As you have guessed, that gentleman
Has thrived on my nutrition.
He’s eaten me, and I am dead,
But do remember what I’ve said:
A gentle voice may be misplaced
With a gross disposition.

The advice seems too simple to be serious. We can’t learn from her error, but there’s damage done, and ‘He’s eaten me, and I am dead’ is inspired nonsense. It has us searching for oblique sense: what has happened to her, and what might these figures mean in a literal world?

This question is openly addressed in the poem ‘It Worries Me to Know’. Again a man is ostensibly trying to comfort or help a woman, but is far too patronising, and makes the mistake of using a violent figure of speech: ‘Your hand has blood upon it too.’ ‘I’ve always hated them’, the woman says, ‘Those Figures, sir, of Speech.’

I’ve known them all, and exorcised
As many as I could
  … and for a time
The Figures let me be.
Their Speech was all about a crime
I did when I was three.
And now you’ve let them loose once more.

All she has left, she says, is poetry, a mixed blessing. The poem comes from the Peake archive in the British Library, and although it doesn’t appear in any novel it mentions Gormenghast in the last line. This would be another way of thinking about what Peake calls a world: a literary place where figures of speech keep coming to life, and will not leave you alone.

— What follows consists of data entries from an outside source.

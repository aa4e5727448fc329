//! Visibility observation behind a small, swappable interface.
//!
//! The reveal scheduler never measures geometry itself. It registers targets with an
//! [`IntersectionSource`] and later drains the records that source queued, which mirrors how
//! browser intersection observers deliver entries asynchronously relative to scrolling.

mod geometry;
mod manual;

pub use geometry::{GeometryObserver, visible_ratio};
pub use manual::ManualObserver;

use crate::foundation::core::Rect;

/// Identity of an observed target. Keys are never reused within one scheduler.
#[derive(
    Clone, Copy, Debug, PartialEq, Eq, PartialOrd, Ord, Hash, serde::Serialize, serde::Deserialize,
)]
#[serde(transparent)]
pub struct TargetId(pub u64);

/// One visibility report for a target.
#[derive(Clone, Copy, Debug, PartialEq, serde::Serialize)]
pub struct IntersectionRecord {
    pub target: TargetId,
    /// Fraction of the target's area inside the viewport, in `[0, 1]`.
    pub ratio: f64,
}

/// Platform-specific visibility detection.
pub trait IntersectionSource {
    /// Whether this platform can observe visibility at all. When it cannot, observed
    /// content is shown immediately instead of waiting forever.
    fn is_supported(&self) -> bool {
        true
    }

    /// Start observing `target`. Sources that measure geometry themselves queue an initial
    /// record, so content that is already on screen does not wait for a scroll.
    fn observe(&mut self, target: TargetId, bounds: Rect);

    /// The target was laid out again.
    fn update_bounds(&mut self, target: TargetId, bounds: Rect);

    /// Stop observing `target` and discard any records still queued for it.
    fn unobserve(&mut self, target: TargetId);

    /// Drain records queued since the last call, in delivery order.
    fn take_records(&mut self) -> Vec<IntersectionRecord>;
}

/// A platform without any visibility primitive.
#[derive(Clone, Copy, Debug, Default)]
pub struct Unsupported;

impl IntersectionSource for Unsupported {
    fn is_supported(&self) -> bool {
        false
    }

    fn observe(&mut self, _target: TargetId, _bounds: Rect) {}

    fn update_bounds(&mut self, _target: TargetId, _bounds: Rect) {}

    fn unobserve(&mut self, _target: TargetId) {}

    fn take_records(&mut self) -> Vec<IntersectionRecord> {
        Vec::new()
    }
}

impl<S> IntersectionSource for Box<S>
where
    S: IntersectionSource + ?Sized,
{
    fn is_supported(&self) -> bool {
        (**self).is_supported()
    }

    fn observe(&mut self, target: TargetId, bounds: Rect) {
        (**self).observe(target, bounds);
    }

    fn update_bounds(&mut self, target: TargetId, bounds: Rect) {
        (**self).update_bounds(target, bounds);
    }

    fn unobserve(&mut self, target: TargetId) {
        (**self).unobserve(target);
    }

    fn take_records(&mut self) -> Vec<IntersectionRecord> {
        (**self).take_records()
    }
}
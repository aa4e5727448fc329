pub mod model;
pub mod preset;
pub mod showcase;
use crate::{
    animation::{
        ease::Ease,
        state::{Lerp, VisualState},
    },
    foundation::core::{Millis, Vec2},
};

/// One stop of a looping animation, positioned as a fraction of the period.
#[derive(Clone, Copy, Debug, PartialEq, serde::Serialize, serde::Deserialize)]
pub struct CycleKey {
    /// Position inside the period in `[0, 1]`.
    pub at: f64,
    pub value: VisualState,
}

/// Looping strategy.
#[derive(Clone, Copy, Debug, Default, PartialEq, Eq, serde::Serialize, serde::Deserialize)]
#[serde(rename_all = "snake_case")]
pub enum LoopMode {
    /// Wrap at the period boundary.
    #[default]
    Repeat,
    /// Bounce forward/backward across the period.
    PingPong,
}

/// An infinite, self-contained animation loop (pulse, glow, float).
///
/// A cycle has no terminal state. It is sampled from the elapsed time since it was started,
/// so two cycles never share a phase unless they were started at the same instant.
#[derive(Clone, Debug, PartialEq, serde::Serialize, serde::Deserialize)]
pub struct Cycle {
    /// Stops sorted by `at`.
    pub keys: Vec<CycleKey>,
    pub period: Millis,
    /// Easing applied between adjacent stops.
    #[serde(default)]
    pub ease: Ease,
    #[serde(default)]
    pub mode: LoopMode,
}

impl Cycle {
    /// Tailwind-style `animate-pulse`: opacity `1 → 0.5 → 1` over 2s.
    pub fn pulse() -> Self {
        Self::opacity_wave(1.0, 0.5, Millis(2000), Ease::Pulse)
    }

    /// Glow: opacity `0.5 → 1 → 0.5` over 2s.
    pub fn glow() -> Self {
        Self::opacity_wave(0.5, 1.0, Millis(2000), Ease::CssInOut)
    }

    /// Float/bob: `y: 0 → -10 → 0` over 4s.
    pub fn float() -> Self {
        let rest = VisualState::VISIBLE;
        let lifted = VisualState {
            offset: Vec2::new(0.0, -10.0),
            ..rest
        };
        Self {
            keys: vec![
                CycleKey {
                    at: 0.0,
                    value: rest,
                },
                CycleKey {
                    at: 0.5,
                    value: lifted,
                },
                CycleKey {
                    at: 1.0,
                    value: rest,
                },
            ],
            period: Millis(4000),
            ease: Ease::CssInOut,
            mode: LoopMode::Repeat,
        }
    }

    fn opacity_wave(edge: f64, middle: f64, period: Millis, ease: Ease) -> Self {
        let at = |at: f64, opacity: f64| CycleKey {
            at,
            value: VisualState {
                opacity,
                ..VisualState::VISIBLE
            },
        };
        Self {
            keys: vec![at(0.0, edge), at(0.5, middle), at(1.0, edge)],
            period,
            ease,
            mode: LoopMode::Repeat,
        }
    }

    /// Normalised position inside the period after `elapsed` time.
    pub fn phase(&self, elapsed: Millis) -> f64 {
        let period = self.period.0;
        if period == 0 {
            return 0.0;
        }
        match self.mode {
            LoopMode::Repeat => ((elapsed.0 % period) as f64) / (period as f64),
            LoopMode::PingPong => {
                let pos = elapsed.0 % (2 * period);
                let pos = if pos < period { pos } else { 2 * period - pos };
                (pos as f64) / (period as f64)
            }
        }
    }

    /// Sample the loop `elapsed` after it started.
    pub fn sample(&self, elapsed: Millis) -> VisualState {
        let Some(first) = self.keys.first() else {
            return VisualState::VISIBLE;
        };
        let p = self.phase(elapsed);
        let idx = self.keys.partition_point(|k| k.at <= p);
        if idx == 0 {
            return first.value;
        }
        if idx >= self.keys.len() {
            return self.keys[self.keys.len() - 1].value;
        }

        let a = &self.keys[idx - 1];
        let b = &self.keys[idx];
        let span = b.at - a.at;
        if span <= 0.0 {
            return a.value;
        }
        let t = self.ease.apply((p - a.at) / span);
        VisualState::lerp(&a.value, &b.value, t)
    }
}

/// A [`Cycle`] bound to its start time.
///
/// Started when its owner mounts and dropped when the owner unmounts; there is nothing to
/// step or poll in between, sampling is driven by the caller's clock.
#[derive(Clone, Debug, PartialEq)]
pub struct RunningCycle {
    cycle: Cycle,
    started_at: Millis,
}

impl RunningCycle {
    pub fn start(cycle: Cycle, now: Millis) -> Self {
        Self {
            cycle,
            started_at: now,
        }
    }

    pub fn started_at(&self) -> Millis {
        self.started_at
    }

    pub fn cycle(&self) -> &Cycle {
        &self.cycle
    }

    pub fn sample(&self, now: Millis) -> VisualState {
        self.cycle.sample(now.since(self.started_at))
    }
}

#[cfg(test)]
#[path = "../../tests/unit/animation/cycle.rs"]
mod tests;
/// Convenience result type used across the crate.
pub type ViewfinderResult<T> = Result<T, ViewfinderError>;

/// Top-level error taxonomy.
///
/// Runtime scheduling and overlay resolution never fail; they clamp or no-op instead. Errors
/// only surface while loading page descriptions or building geometry from invalid input.
#[derive(thiserror::Error, Debug)]
pub enum ViewfinderError {
    /// Page configuration that cannot be normalised into something renderable.
    #[error("config error: {0}")]
    Config(String),

    /// Geometry that cannot be laid out (non-finite sizes, non-positive aspect ratios).
    #[error("layout error: {0}")]
    Layout(String),

    /// Errors when serializing or deserializing page descriptions.
    #[error("serialization error: {0}")]
    Serde(String),

    /// Wrapped lower-level error from dependencies or IO.
    #[error(transparent)]
    Other(#[from] anyhow::Error),
}

impl ViewfinderError {
    /// Build a [`ViewfinderError::Config`] value.
    pub fn config(msg: impl Into<String>) -> Self {
        Self::Config(msg.into())
    }

    /// Build a [`ViewfinderError::Layout`] value.
    pub fn layout(msg: impl Into<String>) -> Self {
        Self::Layout(msg.into())
    }

    /// Build a [`ViewfinderError::Serde`] value.
    pub fn serde(msg: impl Into<String>) -> Self {
        Self::Serde(msg.into())
    }
}

impl From<serde_json::Error> for ViewfinderError {
    fn from(err: serde_json::Error) -> Self {
        Self::Serde(err.to_string())
    }
}

#[cfg(test)]
#[path = "../../tests/unit/foundation/error.rs"]
mod tests;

Complete Nonsense, like Peake’s Progress, reproduces a series of funny drawings actually called Figures of Speech. They’re very inventive, and the phrase the pictures illustrate isn’t always easy to get even when you’ve looked it up more than once. A man plays the flute, his feet tapping against the music: this is ‘Toeing the line’. Another stares sorrowfully at what seems to be a puppet at the end of his arm: ‘His right-hand man’. A humanoid sea creature surfaces cheerfully from the water, his arms wrapped around himself: ‘Coming up to scratch’. The drawings show not only how strange these idioms can look when literalised but how easy it is to animate seemingly random pieces of language and keep them animated. The ordinary, practical meanings of the phrases seem inert and pointless, and nonsense steals the scene, eclipsing for a moment the sanities and insanities of home.